--- RECORD EXTRACTS ---

fn create_offscreen(
    device: &wgpu::Device,
    blit_layout: &wgpu::BindGroupLayout,
    sampler: &wgpu::Sampler,
    width: u32,
    height: u32,
) -> OffscreenState {
    let (color_texture, color_view) = create_texture(
        device,
        "stage_offscreen_color",
        width,
        height,
        OFFSCREEN_FORMAT,
        wgpu::TextureUsages::RENDER_ATTACHMENT | wgpu::TextureUsages::TEXTURE_BINDING,
    );
    let (depth_texture, depth_view) = create_texture(
        device,
        "stage_offscreen_depth",
        width,
        height,
        DEPTH_FORMAT,
        wgpu::TextureUsages::RENDER_ATTACHMENT,
    );

    let blit_bind_group = device.create_bind_group(&wgpu::BindGroupDescriptor {
        label: Some("stage_blit_bg"),
        layout: blit_layout,
        entries: &[
            wgpu::BindGroupEntry {
                binding: 0,
                resource: wgpu::BindingResource::TextureView(&color_view),
            },
            wgpu::BindGroupEntry {
                binding: 1,
                resource: wgpu::BindingResource::Sampler(sampler),
            },
        ],
    });

    OffscreenState {
        _color_texture: color_texture,
        color_view,
        _depth_texture: depth_texture,
        depth_view,
        blit_bind_group,
        size: [width, height],
    }
}

fn create_texture(
    device: &wgpu::Device,
    label: &str,
    width: u32,
    height: u32,
    format: wgpu::TextureFormat,
    usage: wgpu::TextureUsages,
) -> (wgpu::Texture, wgpu::TextureView) {
    let texture = device.create_texture(&wgpu::TextureDescriptor {
        label: Some(label),
        size: wgpu::Extent3d {
            width,
            height,
            depth_or_array_layers: 1,
        },
        mip_level_count: 1,
        sample_count: 1,
        dimension: wgpu::TextureDimension::D2,
        format,
        usage,
        view_formats: &[],
    });
    let view = texture.create_view(&Default::default());
    (texture, view)
}
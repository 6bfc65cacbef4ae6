//! REST API endpoints

use axum::{
    body::Bytes,
    extract::State,
    http::StatusCode,
    response::{IntoResponse, Response},
    Json,
};
use serde::{Deserialize, Serialize};
use std::sync::Arc;

use super::sse;
use crate::body::{create_and_save_glb, Measurements};
use crate::error::{MotionStageError, StorageError};
use crate::scene::{ScenePhase, SceneState};
use crate::services::UploadResponse;
use crate::AppState;

/// API response wrapper
#[derive(Debug, Serialize)]
pub struct ApiResponse<T> {
    pub success: bool,
    #[serde(skip_serializing_if = "Option::is_none")]
    pub data: Option<T>,
    #[serde(skip_serializing_if = "Option::is_none")]
    pub error: Option<String>,
}

impl<T: Serialize> ApiResponse<T> {
    pub fn success(data: T) -> Json<Self> {
        Json(Self {
            success: true,
            data: Some(data),
            error: None,
        })
    }
}

impl ApiResponse<()> {
    pub fn error(message: &str) -> Json<Self> {
        Json(Self {
            success: false,
            data: None,
            error: Some(message.to_string()),
        })
    }
}

/// HTTP status for a failed measurement commit
fn error_status(e: &MotionStageError) -> StatusCode {
    match e {
        MotionStageError::Service(_) | MotionStageError::Mesh(_) => StatusCode::BAD_GATEWAY,
        _ => StatusCode::INTERNAL_SERVER_ERROR,
    }
}

/// Status response
#[derive(Debug, Serialize)]
pub struct StatusResponse {
    pub name: String,
    pub version: String,
    pub phase: ScenePhase,
    pub bvh_file: Option<String>,
    pub mesh_revision: u64,
}

/// Get current status
pub async fn get_status(State(state): State<Arc<AppState>>) -> impl IntoResponse {
    let scene = state.get_scene().await;

    ApiResponse::success(StatusResponse {
        name: crate::NAME.to_string(),
        version: crate::VERSION.to_string(),
        phase: scene.phase(),
        bvh_file: scene.bvh_file().map(str::to_string),
        mesh_revision: scene.mesh_revision(),
    })
}

/// Get the current scene
pub async fn get_scene(State(state): State<Arc<AppState>>) -> Json<SceneState> {
    Json(state.get_scene().await)
}

/// Store an uploaded GLB at the fixed mesh path.
///
/// The uploader bumps the mesh revision once it has the path.
pub async fn upload(State(state): State<Arc<AppState>>, body: Bytes) -> Response {
    match state.store.save(&body).await {
        Ok(path) => Json(UploadResponse::stored(path)).into_response(),
        Err(e) => {
            tracing::error!("Error saving file: {}", e);
            let status = match e {
                StorageError::NotGlb => StatusCode::BAD_REQUEST,
                _ => StatusCode::INTERNAL_SERVER_ERROR,
            };
            (status, Json(UploadResponse::failed(e.to_string()))).into_response()
        }
    }
}

/// Prompt request
#[derive(Debug, Deserialize)]
pub struct PromptRequest {
    pub text: String,
}

/// Prompt result
#[derive(Debug, Serialize)]
pub struct PromptResponse {
    pub filename: String,
}

/// Send a text prompt to the motion service
pub async fn send_prompt(
    State(state): State<Arc<AppState>>,
    Json(request): Json<PromptRequest>,
) -> Response {
    let text = request.text.trim();
    if text.is_empty() {
        return (
            StatusCode::BAD_REQUEST,
            ApiResponse::error("Prompt is empty"),
        )
            .into_response();
    }

    state.update_scene(SceneState::with_prompt_sent).await;

    match state.services.generate_motion(text).await {
        Ok(filename) => {
            tracing::info!("Motion ready: {}", filename);
            state
                .update_scene(|scene| scene.with_motion_received(filename.clone()))
                .await;
            ApiResponse::success(PromptResponse { filename }).into_response()
        }
        Err(e) => {
            tracing::error!("Error: {}", e);
            let message = e.to_string();
            state
                .update_scene(|scene| scene.with_error(message.clone()))
                .await;
            (StatusCode::BAD_GATEWAY, ApiResponse::error(&message)).into_response()
        }
    }
}

/// Mesh result
#[derive(Debug, Serialize)]
pub struct MeshResponse {
    #[serde(rename = "filePath")]
    pub file_path: String,
    pub revision: u64,
}

/// Commit measurements: body shape, GLB export and storage
pub async fn commit_measurements(
    State(state): State<Arc<AppState>>,
    Json(measurements): Json<Measurements>,
) -> Response {
    state
        .update_scene(|scene| scene.with_measurements(measurements))
        .await;

    let result = build_body_mesh(&state, &measurements).await;

    match result {
        Ok(path) => {
            let scene = state
                .update_scene(|scene| scene.with_mesh_ready(path.clone()))
                .await;
            ApiResponse::success(MeshResponse {
                file_path: path,
                revision: scene.mesh_revision(),
            })
            .into_response()
        }
        Err(e) => {
            let message = e.to_string();
            state
                .update_scene(|scene| scene.with_error(message.clone()))
                .await;
            (error_status(&e), ApiResponse::error(&message)).into_response()
        }
    }
}

async fn build_body_mesh(state: &AppState, measurements: &Measurements) -> crate::Result<String> {
    let response = state
        .services
        .calculate_body_shape(measurements)
        .await
        .map_err(|e| {
            tracing::error!("Error: {}", e);
            e
        })?;
    create_and_save_glb(response, &state.store).await
}

/// SSE stream endpoint
pub async fn scene_stream(State(state): State<Arc<AppState>>) -> impl IntoResponse {
    sse::create_scene_stream(state)
}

---

EXERCISE: Each record above needs to be written out exactly, with nothing left out.

EXERCISE RESPONSE:
fn create_offscreen(
    device: &wgpu::Device,
    blit_layout: &wgpu::BindGroupLayout,
    sampler: &wgpu::Sampler,
    width: u32,
    height: u32,
) -> OffscreenState {
    let (color_texture, color_view) = create_texture(
        device,
        "stage_offscreen_color",
        width,
        height,
        OFFSCREEN_FORMAT,
        wgpu::TextureUsages::RENDER_ATTACHMENT | wgpu::TextureUsages::TEXTURE_BINDING,
    );
    let (depth_texture, depth_view) = create_texture(
        device,
        "stage_offscreen_depth",
        width,
        height,
        DEPTH_FORMAT,
        wgpu::TextureUsages::RENDER_ATTACHMENT,
    );

    let blit_bind_group = device.create_bind_group(&wgpu::BindGroupDescriptor {
        label: Some("stage_blit_bg"),
        layout: blit_layout,
        entries: &[
            wgpu::BindGroupEntry {
                binding: 0,
                resource: wgpu::BindingResource::TextureView(&color_view),
            },
            wgpu::BindGroupEntry {
                binding: 1,
                resource: wgpu::BindingResource::Sampler(sampler),
            },
        ],
    });

    OffscreenState {
        _color_texture: color_texture,
        color_view,
        _depth_texture: depth_texture,
        depth_view,
        blit_bind_group,
        size: [width, height],
    }
}

fn create_texture(
    device: &wgpu::Device,
    label: &str,
    width: u32,
    height: u32,
    format: wgpu::TextureFormat,
    usage: wgpu::TextureUsages,
) -> (wgpu::Texture, wgpu::TextureView) {
    let texture = device.create_texture(&wgpu::TextureDescriptor {
        label: Some(label),
        size: wgpu::Extent3d {
            width,
            height,
            depth_or_array_layers: 1,
        },
        mip_level_count: 1,
        sample_count: 1,
        dimension: wgpu::TextureDimension::D2,
        format,
        usage,
        view_formats: &[],
    });
    let view = texture.create_view(&Default::default());
    (texture, view)
}
repository 6bfc65cacbef4ae6
//! REST API endpoints

use axum::{
    body::Bytes,
    extract::State,
    http::StatusCode,
    response::{IntoResponse, Response},
    Json,
};
use serde::{Deserialize, Serialize};
use std::sync::Arc;

use super::sse;
use crate::body::{create_and_save_glb, Measurements};
use crate::error::{MotionStageError, StorageError};
use crate::scene::{ScenePhase, SceneState};
use crate::services::UploadResponse;
use crate::AppState;

/// API response wrapper
#[derive(Debug, Serialize)]
pub struct ApiResponse<T> {
    pub success: bool,
    #[serde(skip_serializing_if = "Option::is_none")]
    pub data: Option<T>,
    #[serde(skip_serializing_if = "Option::is_none")]
    pub error: Option<String>,
}

impl<T: Serialize> ApiResponse<T> {
    pub fn success(data: T) -> Json<Self> {
        Json(Self {
            success: true,
            data: Some(data),
            error: None,
        })
    }
}

impl ApiResponse<()> {
    pub fn error(message: &str) -> Json<Self> {
        Json(Self {
            success: false,
            data: None,
            error: Some(message.to_string()),
        })
    }
}

/// HTTP status for a failed measurement commit
fn error_status(e: &MotionStageError) -> StatusCode {
    match e {
        MotionStageError::Service(_) | MotionStageError::Mesh(_) => StatusCode::BAD_GATEWAY,
        _ => StatusCode::INTERNAL_SERVER_ERROR,
    }
}

/// Status response
#[derive(Debug, Serialize)]
pub struct StatusResponse {
    pub name: String,
    pub version: String,
    pub phase: ScenePhase,
    pub bvh_file: Option<String>,
    pub mesh_revision: u64,
}

/// Get current status
pub async fn get_status(State(state): State<Arc<AppState>>) -> impl IntoResponse {
    let scene = state.get_scene().await;

    ApiResponse::success(StatusResponse {
        name: crate::NAME.to_string(),
        version: crate::VERSION.to_string(),
        phase: scene.phase(),
        bvh_file: scene.bvh_file().map(str::to_string),
        mesh_revision: scene.mesh_revision(),
    })
}

/// Get the current scene
pub async fn get_scene(State(state): State<Arc<AppState>>) -> Json<SceneState> {
    Json(state.get_scene().await)
}

/// Store an uploaded GLB at the fixed mesh path.
///
/// The uploader bumps the mesh revision once it has the path.
pub async fn upload(State(state): State<Arc<AppState>>, body: Bytes) -> Response {
    match state.store.save(&body).await {
        Ok(path) => Json(UploadResponse::stored(path)).into_response(),
        Err(e) => {
            tracing::error!("Error saving file: {}", e);
            let status = match e {
                StorageError::NotGlb => StatusCode::BAD_REQUEST,
                _ => StatusCode::INTERNAL_SERVER_ERROR,
            };
            (status, Json(UploadResponse::failed(e.to_string()))).into_response()
        }
    }
}

/// Prompt request
#[derive(Debug, Deserialize)]
pub struct PromptRequest {
    pub text: String,
}

/// Prompt result
#[derive(Debug, Serialize)]
pub struct PromptResponse {
    pub filename: String,
}

/// Send a text prompt to the motion service
pub async fn send_prompt(
    State(state): State<Arc<AppState>>,
    Json(request): Json<PromptRequest>,
) -> Response {
    let text = request.text.trim();
    if text.is_empty() {
        return (
            StatusCode::BAD_REQUEST,
            ApiResponse::error("Prompt is empty"),
        )
            .into_response();
    }

    state.update_scene(SceneState::with_prompt_sent).await;

    match state.services.generate_motion(text).await {
        Ok(filename) => {
            tracing::info!("Motion ready: {}", filename);
            state
                .update_scene(|scene| scene.with_motion_received(filename.clone()))
                .await;
            ApiResponse::success(PromptResponse { filename }).into_response()
        }
        Err(e) => {
            tracing::error!("Error: {}", e);
            let message = e.to_string();
            state
                .update_scene(|scene| scene.with_error(message.clone()))
                .await;
            (StatusCode::BAD_GATEWAY, ApiResponse::error(&message)).into_response()
        }
    }
}

/// Mesh result
#[derive(Debug, Serialize)]
pub struct MeshResponse {
    #[serde(rename = "filePath")]
    pub file_path: String,
    pub revision: u64,
}

/// Commit measurements: body shape, GLB export and storage
pub async fn commit_measurements(
    State(state): State<Arc<AppState>>,
    Json(measurements): Json<Measurements>,
) -> Response {
    state
        .update_scene(|scene| scene.with_measurements(measurements))
        .await;

    let result = build_body_mesh(&state, &measurements).await;

    match result {
        Ok(path) => {
            let scene = state
                .update_scene(|scene| scene.with_mesh_ready(path.clone()))
                .await;
            ApiResponse::success(MeshResponse {
                file_path: path,
                revision: scene.mesh_revision(),
            })
            .into_response()
        }
        Err(e) => {
            let message = e.to_string();
            state
                .update_scene(|scene| scene.with_error(message.clone()))
                .await;
            (error_status(&e), ApiResponse::error(&message)).into_response()
        }
    }
}

async fn build_body_mesh(state: &AppState, measurements: &Measurements) -> crate::Result<String> {
    let response = state
        .services
        .calculate_body_shape(measurements)
        .await
        .map_err(|e| {
            tracing::error!("Error: {}", e);
            e
        })?;
    create_and_save_glb(response, &state.store).await
}

/// SSE stream endpoint
pub async fn scene_stream(State(state): State<Arc<AppState>>) -> impl IntoResponse {
    sse::create_scene_stream(state)
}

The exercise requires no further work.